Aim of the exercise
Return the data given below exactly as it appears.
------
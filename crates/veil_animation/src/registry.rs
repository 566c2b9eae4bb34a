//! Named easing curves
//!
//! The registry starts out with the built-in presets and accepts custom
//! curves registered either as functions or as Bezier control points.

use rustc_hash::FxHashMap;

use crate::easing::{Easing, Fragment};
use crate::error::{EasingError, Result};

/// CSS-compatible cubic presets
const BEZIER_PRESETS: [(&str, [f64; 4]); 4] = [
    ("ease", [0.25, 0.1, 0.25, 1.0]),
    ("ease-in", [0.42, 0.0, 1.0, 1.0]),
    ("ease-out", [0.0, 0.0, 0.58, 1.0]),
    ("ease-in-out", [0.42, 0.0, 0.58, 1.0]),
];

/// Fifth-order curve: fast start settling into a linear tail
const B2_TO_LINEAR: [f64; 6] = [0.0, 0.4, 0.2, 0.4, 0.4, 0.55];

/// Something that can be turned into an easing curve
#[derive(Clone, Debug)]
pub enum CurveSpec {
    /// Look up an already registered curve
    Named(String),
    /// Interior Bezier control coordinates `[x1, y1, x2, y2, ...]`
    ControlPoints(Vec<f64>),
    /// A ready-made easing
    Function(Easing),
}

impl From<&str> for CurveSpec {
    fn from(name: &str) -> Self {
        CurveSpec::Named(name.to_string())
    }
}

impl From<String> for CurveSpec {
    fn from(name: String) -> Self {
        CurveSpec::Named(name)
    }
}

impl From<Vec<f64>> for CurveSpec {
    fn from(points: Vec<f64>) -> Self {
        CurveSpec::ControlPoints(points)
    }
}

impl From<[f64; 4]> for CurveSpec {
    fn from(points: [f64; 4]) -> Self {
        CurveSpec::ControlPoints(points.to_vec())
    }
}

impl From<Easing> for CurveSpec {
    fn from(easing: Easing) -> Self {
        CurveSpec::Function(easing)
    }
}

/// Lookup table from curve name to easing
#[derive(Clone, Debug)]
pub struct EasingRegistry {
    curves: FxHashMap<String, Easing>,
}

impl EasingRegistry {
    /// Registry pre-populated with every built-in preset
    pub fn new() -> Self {
        let mut registry = Self::empty();
        registry.install_builtins();
        registry
    }

    /// Registry without any curves
    pub fn empty() -> Self {
        Self {
            curves: FxHashMap::default(),
        }
    }

    fn install_builtins(&mut self) {
        self.insert("linear", Easing::Linear);
        self.insert("none", Easing::Zero);
        self.insert("full", Easing::One);
        self.insert("reverse", Easing::Reverse);
        self.insert("swing", Easing::Swing);
        self.insert("spring", Easing::Spring);

        for fragment in Fragment::ALL {
            let name = fragment.name();
            self.insert(&format!("easeIn{name}"), Easing::ease_in(fragment));
            self.insert(&format!("easeOut{name}"), Easing::ease_out(fragment));
            self.insert(&format!("easeInOut{name}"), Easing::ease_in_out(fragment));
            self.insert(&format!("easeOutIn{name}"), Easing::ease_out_in(fragment));
        }

        // Constant control points, construction cannot fail
        if let Ok(fast) = Easing::control_points(&B2_TO_LINEAR) {
            self.insert("fastInB2ToLinear", fast.clone());
            self.insert("fastOutB2ToLinear", fast.clone().reverse());
            self.insert("fastInOutB2ToLinear", fast.clone().reflect());
            self.insert("fastOutInB2ToLinear", fast.reverse().reflect());
        }

        for (name, [x1, y1, x2, y2]) in BEZIER_PRESETS {
            if let Ok(curve) = Easing::cubic_bezier(x1, y1, x2, y2) {
                self.insert(name, curve);
            }
        }
    }

    fn insert(&mut self, name: &str, easing: Easing) {
        self.curves.insert(name.to_string(), easing);
    }

    /// Look up a curve by name
    pub fn get(&self, name: &str) -> Result<Easing> {
        self.curves
            .get(name)
            .cloned()
            .ok_or_else(|| EasingError::UnknownCurve(name.to_string()))
    }

    /// Turn a spec into an easing without registering it
    pub fn resolve(&self, spec: &CurveSpec) -> Result<Easing> {
        match spec {
            CurveSpec::Named(name) => self.get(name),
            CurveSpec::ControlPoints(points) => Easing::control_points(points),
            CurveSpec::Function(easing) => Ok(easing.clone()),
        }
    }

    /// Register (or replace) a named curve
    pub fn register(&mut self, name: impl Into<String>, spec: impl Into<CurveSpec>) -> Result<()> {
        let name = name.into();
        let easing = self.resolve(&spec.into())?;
        tracing::debug!("registered easing curve {}", name);
        self.curves.insert(name, easing);
        Ok(())
    }

    pub fn contains(&self, name: &str) -> bool {
        self.curves.contains_key(name)
    }

    /// Registered names, sorted
    pub fn names(&self) -> Vec<&str> {
        let mut names: Vec<&str> = self.curves.keys().map(String::as_str).collect();
        names.sort_unstable();
        names
    }

    pub fn len(&self) -> usize {
        self.curves.len()
    }

    pub fn is_empty(&self) -> bool {
        self.curves.is_empty()
    }
}

impl Default for EasingRegistry {
    fn default() -> Self {
        Self::new()
    }
}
------
Solution to the problem
filename crates/veil_animation/src/registry.rs
repository 566c2b9eae4bb34a
//! Named easing curves
//!
//! The registry starts out with the built-in presets and accepts custom
//! curves registered either as functions or as Bezier control points.

use rustc_hash::FxHashMap;

use crate::easing::{Easing, Fragment};
use crate::error::{EasingError, Result};

/// CSS-compatible cubic presets
const BEZIER_PRESETS: [(&str, [f64; 4]); 4] = [
    ("ease", [0.25, 0.1, 0.25, 1.0]),
    ("ease-in", [0.42, 0.0, 1.0, 1.0]),
    ("ease-out", [0.0, 0.0, 0.58, 1.0]),
    ("ease-in-out", [0.42, 0.0, 0.58, 1.0]),
];

/// Fifth-order curve: fast start settling into a linear tail
const B2_TO_LINEAR: [f64; 6] = [0.0, 0.4, 0.2, 0.4, 0.4, 0.55];

/// Something that can be turned into an easing curve
#[derive(Clone, Debug)]
pub enum CurveSpec {
    /// Look up an already registered curve
    Named(String),
    /// Interior Bezier control coordinates `[x1, y1, x2, y2, ...]`
    ControlPoints(Vec<f64>),
    /// A ready-made easing
    Function(Easing),
}

impl From<&str> for CurveSpec {
    fn from(name: &str) -> Self {
        CurveSpec::Named(name.to_string())
    }
}

impl From<String> for CurveSpec {
    fn from(name: String) -> Self {
        CurveSpec::Named(name)
    }
}

impl From<Vec<f64>> for CurveSpec {
    fn from(points: Vec<f64>) -> Self {
        CurveSpec::ControlPoints(points)
    }
}

impl From<[f64; 4]> for CurveSpec {
    fn from(points: [f64; 4]) -> Self {
        CurveSpec::ControlPoints(points.to_vec())
    }
}

impl From<Easing> for CurveSpec {
    fn from(easing: Easing) -> Self {
        CurveSpec::Function(easing)
    }
}

/// Lookup table from curve name to easing
#[derive(Clone, Debug)]
pub struct EasingRegistry {
    curves: FxHashMap<String, Easing>,
}

impl EasingRegistry {
    /// Registry pre-populated with every built-in preset
    pub fn new() -> Self {
        let mut registry = Self::empty();
        registry.install_builtins();
        registry
    }

    /// Registry without any curves
    pub fn empty() -> Self {
        Self {
            curves: FxHashMap::default(),
        }
    }

    fn install_builtins(&mut self) {
        self.insert("linear", Easing::Linear);
        self.insert("none", Easing::Zero);
        self.insert("full", Easing::One);
        self.insert("reverse", Easing::Reverse);
        self.insert("swing", Easing::Swing);
        self.insert("spring", Easing::Spring);

        for fragment in Fragment::ALL {
            let name = fragment.name();
            self.insert(&format!("easeIn{name}"), Easing::ease_in(fragment));
            self.insert(&format!("easeOut{name}"), Easing::ease_out(fragment));
            self.insert(&format!("easeInOut{name}"), Easing::ease_in_out(fragment));
            self.insert(&format!("easeOutIn{name}"), Easing::ease_out_in(fragment));
        }

        // Constant control points, construction cannot fail
        if let Ok(fast) = Easing::control_points(&B2_TO_LINEAR) {
            self.insert("fastInB2ToLinear", fast.clone());
            self.insert("fastOutB2ToLinear", fast.clone().reverse());
            self.insert("fastInOutB2ToLinear", fast.clone().reflect());
            self.insert("fastOutInB2ToLinear", fast.reverse().reflect());
        }

        for (name, [x1, y1, x2, y2]) in BEZIER_PRESETS {
            if let Ok(curve) = Easing::cubic_bezier(x1, y1, x2, y2) {
                self.insert(name, curve);
            }
        }
    }

    fn insert(&mut self, name: &str, easing: Easing) {
        self.curves.insert(name.to_string(), easing);
    }

    /// Look up a curve by name
    pub fn get(&self, name: &str) -> Result<Easing> {
        self.curves
            .get(name)
            .cloned()
            .ok_or_else(|| EasingError::UnknownCurve(name.to_string()))
    }

    /// Turn a spec into an easing without registering it
    pub fn resolve(&self, spec: &CurveSpec) -> Result<Easing> {
        match spec {
            CurveSpec::Named(name) => self.get(name),
            CurveSpec::ControlPoints(points) => Easing::control_points(points),
            CurveSpec::Function(easing) => Ok(easing.clone()),
        }
    }

    /// Register (or replace) a named curve
    pub fn register(&mut self, name: impl Into<String>, spec: impl Into<CurveSpec>) -> Result<()> {
        let name = name.into();
        let easing = self.resolve(&spec.into())?;
        tracing::debug!("registered easing curve {}", name);
        self.curves.insert(name, easing);
        Ok(())
    }

    pub fn contains(&self, name: &str) -> bool {
        self.curves.contains_key(name)
    }

    /// Registered names, sorted
    pub fn names(&self) -> Vec<&str> {
        let mut names: Vec<&str> = self.curves.keys().map(String::as_str).collect();
        names.sort_unstable();
        names
    }

    pub fn len(&self) -> usize {
        self.curves.len()
    }

    pub fn is_empty(&self) -> bool {
        self.curves.is_empty()
    }
}

impl Default for EasingRegistry {
    fn default() -> Self {
        Self::new()
    }
}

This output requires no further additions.